Le 10 janvier 2016, la pop culture perdait l’une de ses icônes. David Robert Jones, connu du grand publique sous le nom de David Bowie.

D’abord intéressé par le jazz, David Jones se met au saxophone et crée son premier groupe, les Kon-Rads, avant d’exercer auprès de différentes formations de rythm’n’blues. À la fin des années 60 et sur les conseils de son manager, David Jones devient David Bowie. Il se lance en solo, se fait remarquer par le label Decca et sort dans la foulée son premier album éponyme. Le succès n’est pas au rendez-vous mais Bowie ne tarde pas à faire deux rencontres qui vont marquer un tournant dans sa carrière et en faire un artiste complet.

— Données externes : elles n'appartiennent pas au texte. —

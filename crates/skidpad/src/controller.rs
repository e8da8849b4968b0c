//! Vehicle controller.
//!
//! Turns the sampled driving keys into per-wheel rig commands once per tick,
//! and performs one-shot resets when an external counter advances.
//!
//! ## Readiness
//!
//! The rig handle is produced by the physics engine some time after the
//! controller exists. Until then every tick and reset is skipped silently:
//!
//! ```text
//! NotReady --(rig handle available)--> Ready
//! ```
//!
//! Once ready the controller stays ready for the session.

use glam::{Quat, Vec3};

use crate::{
    config::{CarConfig, FRONT_WHEELS, REAR_WHEELS},
    error::Result,
    input::{InputSampler, KeyState},
    steering::SteeringIntegrator,
};

/// Narrow view of a raycast vehicle in the physics engine.
///
/// Calls are fire-and-forget; the controller never inspects a result.
/// Wheel indices 0 and 1 are the front (steerable) wheels, 2 and 3 the rear
/// (driven) wheels.
pub trait VehicleRig {
    /// Set the engine force on one wheel, in newtons. Persists until changed.
    fn apply_engine_force(&mut self, force: f32, wheel: usize);
    /// Set the steering angle of one wheel, in radians.
    fn set_steering_value(&mut self, angle: f32, wheel: usize);
    /// Teleport the chassis body.
    fn set_position(&mut self, position: Vec3);
    /// Set the chassis body orientation.
    fn set_rotation(&mut self, rotation: Quat);
    /// Set the chassis linear velocity.
    fn set_velocity(&mut self, velocity: Vec3);
    /// Set the chassis angular velocity.
    fn set_angular_velocity(&mut self, angular_velocity: Vec3);
}

/// Commands issued to the rig during one tick.
#[derive(Clone, Copy, Debug, Default, PartialEq)]
pub struct DriveCommand {
    /// Force applied to each rear wheel.
    pub engine_force: f32,
    /// Steering angle applied to each front wheel.
    pub steering: f32,
}

/// Drives a [`VehicleRig`] from keyboard input.
#[derive(Clone, Debug)]
pub struct VehicleController {
    input: InputSampler,
    steering: SteeringIntegrator,
    engine_force: f32,
    reset_position: Vec3,
    /// Highest reset trigger already applied. Zero means none.
    last_reset: u64,
    ready: bool,
}

impl VehicleController {
    /// Create a controller for a car. Fails if the car configuration is invalid.
    pub fn new(config: &CarConfig) -> Result<Self> {
        config.validate()?;
        Ok(Self {
            input: InputSampler::new(),
            steering: SteeringIntegrator::new(&config.driving)?,
            engine_force: config.driving.engine_force,
            reset_position: config.spawn_position(),
            last_reset: 0,
            ready: false,
        })
    }

    /// The keyboard sampler owned by this controller.
    pub fn input(&self) -> &InputSampler {
        &self.input
    }

    /// Mutable access for feeding key events.
    pub fn input_mut(&mut self) -> &mut InputSampler {
        &mut self.input
    }

    /// Current steering angle in radians.
    pub fn steering_value(&self) -> f32 {
        self.steering.value()
    }

    /// Highest reset trigger applied so far.
    pub fn last_reset(&self) -> u64 {
        self.last_reset
    }

    /// Whether a rig handle has been seen.
    pub fn is_ready(&self) -> bool {
        self.ready
    }

    /// Run one control tick.
    ///
    /// Returns `None` without touching anything when the rig is not ready.
    pub fn tick<R: VehicleRig + ?Sized>(
        &mut self,
        dt: f32,
        rig: Option<&mut R>,
    ) -> Option<DriveCommand> {
        let rig = self.ready_rig(rig)?;
        let keys = self.input.state();

        let engine_force = engine_force_for(keys, self.engine_force);
        // Always written, so a released key never leaves a stale force behind.
        for wheel in REAR_WHEELS {
            rig.apply_engine_force(engine_force, wheel);
        }

        let steering = self.steering.step(keys.left, keys.right, dt);
        for wheel in FRONT_WHEELS {
            rig.set_steering_value(steering, wheel);
        }

        Some(DriveCommand {
            engine_force,
            steering,
        })
    }

    /// Observe the external reset counter and reset the rig if it advanced.
    ///
    /// A trigger fires only when it is positive and greater than every
    /// trigger already applied, so holding the same value across ticks resets
    /// exactly once. A trigger seen while the rig is not ready stays pending
    /// and fires on the first call that has a rig.
    ///
    /// Returns whether a reset was applied.
    pub fn observe_reset<R: VehicleRig + ?Sized>(
        &mut self,
        trigger: u64,
        rig: Option<&mut R>,
    ) -> bool {
        if trigger == 0 || trigger <= self.last_reset {
            return false;
        }
        let Some(rig) = self.ready_rig(rig) else {
            return false;
        };

        self.last_reset = trigger;
        rig.set_position(self.reset_position);
        rig.set_rotation(Quat::IDENTITY);
        rig.set_velocity(Vec3::ZERO);
        rig.set_angular_velocity(Vec3::ZERO);

        self.steering.reset();
        for wheel in FRONT_WHEELS {
            rig.set_steering_value(0.0, wheel);
        }

        tracing::info!(trigger, position = ?self.reset_position, "Vehicle reset");
        true
    }

    fn ready_rig<'r, R: VehicleRig + ?Sized>(
        &mut self,
        rig: Option<&'r mut R>,
    ) -> Option<&'r mut R> {
        let rig = rig?;
        if !self.ready {
            self.ready = true;
            tracing::info!("Vehicle rig ready");
        }
        Some(rig)
    }
}

/// Engine force for the held keys. Forward wins over backward.
fn engine_force_for(keys: KeyState, engine_force: f32) -> f32 {
    if keys.forward {
        engine_force
    } else if keys.backward {
        -engine_force
    } else {
        0.0
    }
}

/// Interpret an untyped reset counter, such as one read from a script or
/// settings value. Negative, fractional and non-finite values are not
/// triggers.
pub fn reset_trigger_from_raw(raw: f64) -> Option<u64> {
    // 2^64 is exactly representable; anything at or above it cannot fit.
    if !raw.is_finite()
        || raw < 0.0
        || raw.fract() != 0.0
        || raw >= 18_446_744_073_709_551_616.0
    {
        return None;
    }
    #[allow(clippy::cast_possible_truncation, clippy::cast_sign_loss)]
    Some(raw as u64)
}

#[cfg(test)]
mod tests {
    use proptest::prelude::*;

    use super::*;
    use crate::config::DrivingConfig;

    /// A single call recorded by [`RecordingRig`].
    #[derive(Clone, Debug, PartialEq)]
    enum RigCall {
        EngineForce(f32, usize),
        Steering(f32, usize),
        Position(Vec3),
        Rotation(Quat),
        Velocity(Vec3),
        AngularVelocity(Vec3),
    }

    #[derive(Default)]
    struct RecordingRig {
        calls: Vec<RigCall>,
    }

    impl RecordingRig {
        fn body_mutations(&self) -> usize {
            self.calls
                .iter()
                .filter(|call| {
                    !matches!(call, RigCall::EngineForce(..) | RigCall::Steering(..))
                })
                .count()
        }
    }

    impl VehicleRig for RecordingRig {
        fn apply_engine_force(&mut self, force: f32, wheel: usize) {
            self.calls.push(RigCall::EngineForce(force, wheel));
        }
        fn set_steering_value(&mut self, angle: f32, wheel: usize) {
            self.calls.push(RigCall::Steering(angle, wheel));
        }
        fn set_position(&mut self, position: Vec3) {
            self.calls.push(RigCall::Position(position));
        }
        fn set_rotation(&mut self, rotation: Quat) {
            self.calls.push(RigCall::Rotation(rotation));
        }
        fn set_velocity(&mut self, velocity: Vec3) {
            self.calls.push(RigCall::Velocity(velocity));
        }
        fn set_angular_velocity(&mut self, angular_velocity: Vec3) {
            self.calls.push(RigCall::AngularVelocity(angular_velocity));
        }
    }

    fn controller(steering_speed: f32) -> VehicleController {
        VehicleController::new(&CarConfig {
            driving: DrivingConfig {
                engine_force: 4000.0,
                max_steering_value: 0.5,
                steering_speed,
            },
            ..Default::default()
        })
        .unwrap()
    }

    #[test]
    fn test_forward_and_left_tick() {
        let mut controller = controller(2.0);
        controller.input_mut().key_down("w");
        controller.input_mut().key_down("a");

        let mut rig = RecordingRig::default();
        let command = controller.tick(0.1, Some(&mut rig)).unwrap();

        assert_eq!(command.engine_force, 4000.0);
        assert!((command.steering - 0.2).abs() < 1e-6);
        assert_eq!(
            rig.calls,
            vec![
                RigCall::EngineForce(4000.0, 2),
                RigCall::EngineForce(4000.0, 3),
                RigCall::Steering(command.steering, 0),
                RigCall::Steering(command.steering, 1),
            ]
        );
    }

    #[test]
    fn test_backward_applies_negative_force() {
        let mut controller = controller(1.0);
        controller.input_mut().key_down("ArrowDown");
        let mut rig = RecordingRig::default();
        let command = controller.tick(0.016, Some(&mut rig)).unwrap();
        assert_eq!(command.engine_force, -4000.0);
    }

    #[test]
    fn test_zero_force_written_when_idle() {
        let mut controller = controller(1.0);
        let mut rig = RecordingRig::default();
        controller.tick(0.016, Some(&mut rig));
        assert!(rig.calls.contains(&RigCall::EngineForce(0.0, 2)));
        assert!(rig.calls.contains(&RigCall::EngineForce(0.0, 3)));
    }

    #[test]
    fn test_forward_wins_over_backward() {
        let mut controller = controller(1.0);
        controller.input_mut().key_down("w");
        controller.input_mut().key_down("s");
        let mut rig = RecordingRig::default();
        let command = controller.tick(0.016, Some(&mut rig)).unwrap();
        assert_eq!(command.engine_force, 4000.0);
    }

    #[test]
    fn test_not_ready_skips_tick() {
        let mut controller = controller(2.0);
        controller.input_mut().key_down("a");
        assert!(controller.tick::<RecordingRig>(0.1, None).is_none());
        // Steering does not integrate while the rig is missing.
        assert_eq!(controller.steering_value(), 0.0);
        assert!(!controller.is_ready());

        let mut rig = RecordingRig::default();
        controller.tick(0.1, Some(&mut rig));
        assert!(controller.is_ready());
    }

    #[test]
    fn test_reset_applies_spawn_state() {
        let mut controller = controller(2.0);
        controller.input_mut().key_down("d");
        let mut rig = RecordingRig::default();
        controller.tick(0.1, Some(&mut rig));
        assert!(controller.steering_value() < 0.0);

        let mut rig = RecordingRig::default();
        assert!(controller.observe_reset(1, Some(&mut rig)));

        let spawn = CarConfig::default().spawn_position();
        assert_eq!(
            rig.calls,
            vec![
                RigCall::Position(spawn),
                RigCall::Rotation(Quat::IDENTITY),
                RigCall::Velocity(Vec3::ZERO),
                RigCall::AngularVelocity(Vec3::ZERO),
                RigCall::Steering(0.0, 0),
                RigCall::Steering(0.0, 1),
            ]
        );
        assert_eq!(controller.steering_value(), 0.0);
    }

    #[test]
    fn test_same_trigger_resets_once() {
        let mut controller = controller(1.0);
        let mut rig = RecordingRig::default();
        assert!(controller.observe_reset(3, Some(&mut rig)));
        let after_first = rig.body_mutations();
        assert!(!controller.observe_reset(3, Some(&mut rig)));
        assert_eq!(rig.body_mutations(), after_first);
    }

    #[test]
    fn test_trigger_sequence_fires_on_transitions() {
        let mut controller = controller(1.0);
        let mut rig = RecordingRig::default();
        let fired: Vec<bool> = [0, 0, 1, 1, 2]
            .into_iter()
            .map(|trigger| controller.observe_reset(trigger, Some(&mut rig)))
            .collect();
        assert_eq!(fired, vec![false, false, true, false, true]);
        assert_eq!(controller.last_reset(), 2);
    }

    #[test]
    fn test_stale_trigger_is_ignored() {
        let mut controller = controller(1.0);
        let mut rig = RecordingRig::default();
        assert!(controller.observe_reset(5, Some(&mut rig)));
        assert!(!controller.observe_reset(4, Some(&mut rig)));
    }

    #[test]
    fn test_reset_waits_for_rig() {
        let mut controller = controller(1.0);
        assert!(!controller.observe_reset::<RecordingRig>(1, None));
        assert_eq!(controller.last_reset(), 0);

        let mut rig = RecordingRig::default();
        assert!(controller.observe_reset(1, Some(&mut rig)));
        assert_eq!(rig.body_mutations(), 4);
    }

    #[test]
    fn test_malformed_raw_triggers() {
        assert_eq!(reset_trigger_from_raw(3.0), Some(3));
        assert_eq!(reset_trigger_from_raw(0.0), Some(0));
        assert_eq!(reset_trigger_from_raw(-1.0), None);
        assert_eq!(reset_trigger_from_raw(1.5), None);
        assert_eq!(reset_trigger_from_raw(f64::NAN), None);
        assert_eq!(reset_trigger_from_raw(f64::INFINITY), None);

        // A malformed value never reaches the controller as a new trigger.
        let mut controller = controller(1.0);
        let mut rig = RecordingRig::default();
        let trigger = reset_trigger_from_raw(-4.0).unwrap_or(controller.last_reset());
        assert!(!controller.observe_reset(trigger, Some(&mut rig)));
        assert!(rig.calls.is_empty());
    }

    #[test]
    fn test_rejects_invalid_config() {
        let mut config = CarConfig::default();
        config.driving.max_steering_value = 0.0;
        assert!(VehicleController::new(&config).is_err());
    }

    proptest! {
        #[test]
        fn prop_reset_count_matches_distinct_increases(
            triggers in proptest::collection::vec(0u64..6, 0..32),
        ) {
            let mut controller = controller(1.0);
            let mut rig = RecordingRig::default();
            let mut expected = 0;
            let mut highest = 0;
            for trigger in triggers {
                if trigger > highest {
                    highest = trigger;
                    expected += 1;
                }
                controller.observe_reset(trigger, Some(&mut rig));
            }
            prop_assert_eq!(rig.body_mutations(), expected * 4);
        }

        #[test]
        fn prop_front_wheels_always_match(
            keys in proptest::collection::vec((any::<bool>(), any::<bool>(), 0.0f32..0.1), 1..32),
        ) {
            let mut controller = controller(1.5);
            for (left, right, dt) in keys {
                let input = controller.input_mut();
                if left { input.key_down("a") } else { input.key_up("a") };
                if right { input.key_down("d") } else { input.key_up("d") };

                let mut rig = RecordingRig::default();
                controller.tick(dt, Some(&mut rig));
                let angles: Vec<(f32, usize)> = rig
                    .calls
                    .iter()
                    .filter_map(|call| match call {
                        RigCall::Steering(angle, wheel) => Some((*angle, *wheel)),
                        _ => None,
                    })
                    .collect();
                prop_assert_eq!(angles.len(), 2);
                prop_assert_eq!(angles[0].0, angles[1].0);
                prop_assert_eq!((angles[0].1, angles[1].1), (0, 1));
            }
        }
    }
}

La première avec Tony Visconti, un ingénieur du son américain qui produira en tout onze albums pour l’artiste, et celle avec Lindsay Kemp, directeur d’une compagnie de théâtre qui lui enseignera le mime et l’expression corporelle.

Une chose est sûre, cette figure de la pop culture laissera un grand vide dans le paysage. Il aura su marquer son temps en s’affranchissant des codes de l’époque et aura inspiré bon nombre d’artistes comme Lady Gaga ou encore le designer automobile Takumi Yamamoto. David est mort, longue vie à Bowie.